╭─ Task inputs

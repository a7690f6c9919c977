use ferrous_prefab::{
    installer_fn, ComponentTemplate, ContainerBuilder, DespawnOutcome, Despawner, DiError, Lifetime, LifetimeScope,
    MemoryScene, Placement, PoolObserver, PoolSettings, Poolable, PoolableBase, Prefab, PrefabFactory, Resolver,
    SceneHost, ScopeDefinition,
};
use serial_test::serial;
use std::io;
use std::panic;
use std::sync::atomic::{AtomicUsize, Ordering};
use std::sync::{Arc, Mutex};

#[derive(Default)]
struct Counts {
    spawns: AtomicUsize,
    despawns: AtomicUsize,
}

impl Counts {
    fn get(&self) -> (usize, usize) {
        (self.spawns.load(Ordering::SeqCst), self.despawns.load(Ordering::SeqCst))
    }
}

macro_rules! counted {
    ($name:ident, $args:ty) => {
        #[derive(Default)]
        struct $name(Counts);

        impl PoolableBase for $name {
            fn on_pool_despawn(&self) {
                self.0.despawns.fetch_add(1, Ordering::SeqCst);
            }
        }

        impl Poolable<$args> for $name {
            fn on_pool_spawn(&self, _: &Despawner, _: &$args) {
                self.0.spawns.fetch_add(1, Ordering::SeqCst);
            }
        }
    };
}

counted!(Tank, (u8,));
counted!(Turret, (u8,));
counted!(Armor, (u8,));
counted!(Radio, ());

/// Panics in both hooks.
struct Fuse;

impl PoolableBase for Fuse {
    fn on_pool_despawn(&self) {
        panic!("fuse blew on despawn");
    }
}

impl Poolable<(u8,)> for Fuse {
    fn on_pool_spawn(&self, _: &Despawner, _: &(u8,)) {
        panic!("fuse blew on spawn");
    }
}

#[derive(Default)]
struct Recorder {
    events: Mutex<Vec<String>>,
}

impl Recorder {
    fn events(&self) -> Vec<String> {
        self.events.lock().unwrap().clone()
    }
}

impl PoolObserver for Recorder {
    fn spawned(&self, prefab: &str, reused: bool) {
        self.events.lock().unwrap().push(format!("spawned {prefab} reused={reused}"));
    }

    fn despawned(&self, prefab: &str, outcome: DespawnOutcome) {
        self.events.lock().unwrap().push(format!("despawned {prefab} {outcome:?}"));
    }

    fn handler_failed(&self, prefab: &str, handler: &str, message: &str) {
        let handler = handler.rsplit("::").next().unwrap_or(handler);
        self.events.lock().unwrap().push(format!("failed {prefab} {handler}: {message}"));
    }
}

/// Runs `f` with the default panic hook silenced. The hook is process-wide,
/// so callers are `#[serial]`.
fn quietly<R>(f: impl FnOnce() -> R) -> R {
    let previous = panic::take_hook();
    panic::set_hook(Box::new(|_| {}));
    let result = f();
    panic::set_hook(previous);
    result
}

fn tank_prefab(armor: Arc<Armor>, with_fuse: bool) -> Prefab {
    Prefab::builder("Tank")
        .component(ComponentTemplate::poolable::<Tank, (u8,), _>(|_| Ok(Tank::default())))
        .scope(ScopeDefinition::new("Tank").with_installer(installer_fn(move |builder| {
            builder
                .register::<Turret, _>(Lifetime::Scoped, |_| Ok(Turret::default()))
                .as_poolable::<(u8,)>();
            // The same object registered twice is still notified once
            builder.register_instance_arc(armor.clone()).as_poolable::<(u8,)>();
            builder.register_instance_arc(armor.clone()).as_poolable::<(u8,)>();
            builder.register::<Radio, _>(Lifetime::Scoped, |_| Ok(Radio::default())).as_poolable::<()>();
            if with_fuse {
                builder.register::<Fuse, _>(Lifetime::Scoped, |_| Ok(Fuse)).as_poolable::<(u8,)>();
            }
            Ok(())
        })))
        .build()
}

#[test]
fn test_every_handler_notified_exactly_once_per_cycle() {
    let scene = Arc::new(MemoryScene::new());
    let armor = Arc::new(Armor::default());
    let factory = PrefabFactory::<(u8,), Tank>::new(scene.clone(), None, tank_prefab(armor.clone(), false))
        .with_pool_settings(PoolSettings::with_max(1));

    let tank = factory.create((1,), Placement::default()).unwrap();
    let container = tank.scope().unwrap().container().unwrap();
    let turret = container.get_required::<Turret>();
    let radio = container.get_required::<Radio>();
    assert_eq!(factory.pooled_count(), 0);
    assert_eq!(tank.despawner().map(|d| d.is_spent()), Some(false));

    // The output is not registered in its scope; it was found on the root object
    assert_eq!(tank.0.get(), (1, 0));
    assert_eq!(turret.0.get(), (1, 0));
    assert_eq!(armor.0.get(), (1, 0));

    tank.despawn();
    assert_eq!(tank.0.get(), (1, 1));
    assert_eq!(turret.0.get(), (1, 1));
    assert_eq!(armor.0.get(), (1, 1));

    let again = factory.create((2,), Placement::default()).unwrap();
    assert!(again.is_reused());
    assert_eq!(again.0.get(), (2, 1));
    assert_eq!(turret.0.get(), (2, 1));
    assert_eq!(armor.0.get(), (2, 1));

    // Handlers for other argument tuples are left alone
    assert_eq!(radio.0.get(), (0, 0));
}

#[test]
fn test_unpooled_spawns_skip_lifecycle_handlers() {
    let scene = Arc::new(MemoryScene::new());
    let armor = Arc::new(Armor::default());
    let factory = PrefabFactory::<(u8,), Tank>::new(scene, None, tank_prefab(armor.clone(), false));

    let tank = factory.create((1,), Placement::default()).unwrap();
    assert_eq!(tank.0.get(), (0, 0));
    assert_eq!(armor.0.get(), (0, 0));
}

#[test]
#[serial]
fn test_panicking_handler_does_not_stop_the_others() {
    let scene = Arc::new(MemoryScene::new());
    let armor = Arc::new(Armor::default());
    let recorder = Arc::new(Recorder::default());
    let mut factory = PrefabFactory::<(u8,), Tank>::new(scene.clone(), None, tank_prefab(armor.clone(), true))
        .with_pool_settings(PoolSettings::with_max(2));
    factory.add_observer(recorder.clone());

    let tank = quietly(|| factory.create((1,), Placement::default())).unwrap();
    assert_eq!(tank.0.get(), (1, 0));
    assert_eq!(armor.0.get(), (1, 0));

    let outcome = quietly(|| tank.despawn());
    assert_eq!(outcome, Some(DespawnOutcome::Pooled));
    assert_eq!(tank.0.get(), (1, 1));
    assert_eq!(armor.0.get(), (1, 1));
    assert_eq!(factory.pooled_count(), 1);

    assert_eq!(
        recorder.events(),
        vec![
            "failed Tank Fuse: fuse blew on spawn",
            "spawned Tank reused=false",
            "failed Tank Fuse: fuse blew on despawn",
            "despawned Tank Pooled",
        ]
    );
}

#[test]
#[serial]
fn test_handler_failures_are_logged() {
    #[derive(Clone, Default)]
    struct Capture(Arc<Mutex<Vec<u8>>>);

    impl io::Write for Capture {
        fn write(&mut self, buf: &[u8]) -> io::Result<usize> {
            self.0.lock().unwrap().extend_from_slice(buf);
            Ok(buf.len())
        }

        fn flush(&mut self) -> io::Result<()> {
            Ok(())
        }
    }

    let capture = Capture::default();
    let writer = capture.clone();
    let subscriber = tracing_subscriber::fmt()
        .with_writer(move || writer.clone())
        .with_ansi(false)
        .with_max_level(tracing::Level::WARN)
        .finish();

    let scene = Arc::new(MemoryScene::new());
    let factory = PrefabFactory::<(u8,), Tank>::new(scene, None, tank_prefab(Arc::new(Armor::default()), true))
        .with_pool_settings(PoolSettings::with_max(2));

    tracing::subscriber::with_default(subscriber, || {
        let tank = quietly(|| factory.create((1,), Placement::default())).unwrap();
        quietly(|| tank.despawn());
        // A second despawn is only a warning
        tank.despawn();
    });

    let logs = String::from_utf8(capture.0.lock().unwrap().clone()).unwrap();
    assert!(logs.contains("lifecycle handler panicked"));
    assert!(logs.contains("fuse blew on spawn"));
    assert!(logs.contains("fuse blew on despawn"));
    assert!(logs.contains("despawn called more than once"));
}

#[test]
fn test_registered_observers_reach_registered_factories() {
    let scene = Arc::new(MemoryScene::new());
    let recorder = Arc::new(Recorder::default());
    let prefab = tank_prefab(Arc::new(Armor::default()), false);

    let observer = recorder.clone();
    let level = LifetimeScope::root(
        Some(scene),
        ScopeDefinition::new("Level").with_installer(installer_fn(move |builder| {
            builder.add_observer(observer.clone());
            builder
                .register_prefab_factory::<(u8,), Tank>(prefab.clone())
                .pooled(PoolSettings::with_max(4));
            Ok(())
        })),
    );
    let container = level.build().unwrap();
    let factory = container.get_required::<PrefabFactory<(u8,), Tank>>();

    let tank = factory.create((1,), Placement::default()).unwrap();
    tank.despawn();
    factory.create((1,), Placement::default()).unwrap();

    assert_eq!(
        recorder.events(),
        vec!["spawned Tank reused=false", "despawned Tank Pooled", "spawned Tank reused=true"]
    );
}

#[test]
fn test_despawn_after_scope_disposal_destroys() {
    let scene = Arc::new(MemoryScene::new());
    let armor = Arc::new(Armor::default());
    let factory = PrefabFactory::<(u8,), Tank>::new(scene.clone(), None, tank_prefab(armor.clone(), false))
        .with_pool_settings(PoolSettings::with_max(4));

    let tank = factory.create((1,), Placement::default()).unwrap();
    tank.scope().unwrap().dispose();
    assert!(!scene.is_alive(tank.node()));

    // Handlers still run; the dead object cannot be parked
    assert_eq!(tank.despawn(), Some(DespawnOutcome::Destroyed));
    assert_eq!(armor.0.get(), (1, 1));
    assert_eq!(factory.pooled_count(), 0);
}

#[test]
fn test_transient_poolable_is_rejected_at_build() {
    let mut builder = ContainerBuilder::new();
    builder.register::<Turret, _>(Lifetime::Transient, |_| Ok(Turret::default())).as_poolable::<(u8,)>();
    assert!(matches!(builder.build(), Err(DiError::Configuration(msg)) if msg.contains("Turret")));

    // Scoped prefabs surface the same error on spawn
    let scene = Arc::new(MemoryScene::new());
    let prefab = Prefab::builder("Tank")
        .component(ComponentTemplate::poolable::<Tank, (u8,), _>(|_| Ok(Tank::default())))
        .scope(ScopeDefinition::new("Tank").with_installer(installer_fn(|builder| {
            builder
                .register::<Turret, _>(Lifetime::Transient, |_| Ok(Turret::default()))
                .as_poolable::<(u8,)>();
            Ok(())
        })))
        .build();
    let factory = PrefabFactory::<(u8,), Tank>::new(scene, None, prefab).with_pool_settings(PoolSettings::with_max(2));
    assert!(matches!(factory.create((1,), Placement::default()), Err(DiError::Configuration(_))));
}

╰─

Exercise prompt: Find all lines holding the word "None" in the records above and copy them.

Exercise answer:
    let factory = PrefabFactory::<(u8,), Tank>::new(scene.clone(), None, tank_prefab(armor.clone(), false))
    let factory = PrefabFactory::<(u8,), Tank>::new(scene, None, tank_prefab(armor.clone(), false));
    let mut factory = PrefabFactory::<(u8,), Tank>::new(scene.clone(), None, tank_prefab(armor.clone(), true))
    let factory = PrefabFactory::<(u8,), Tank>::new(scene, None, tank_prefab(Arc::new(Armor::default()), true))
    let factory = PrefabFactory::<(u8,), Tank>::new(scene.clone(), None, tank_prefab(armor.clone(), false))
    let factory = PrefabFactory::<(u8,), Tank>::new(scene, None, prefab).with_pool_settings(PoolSettings::with_max(2));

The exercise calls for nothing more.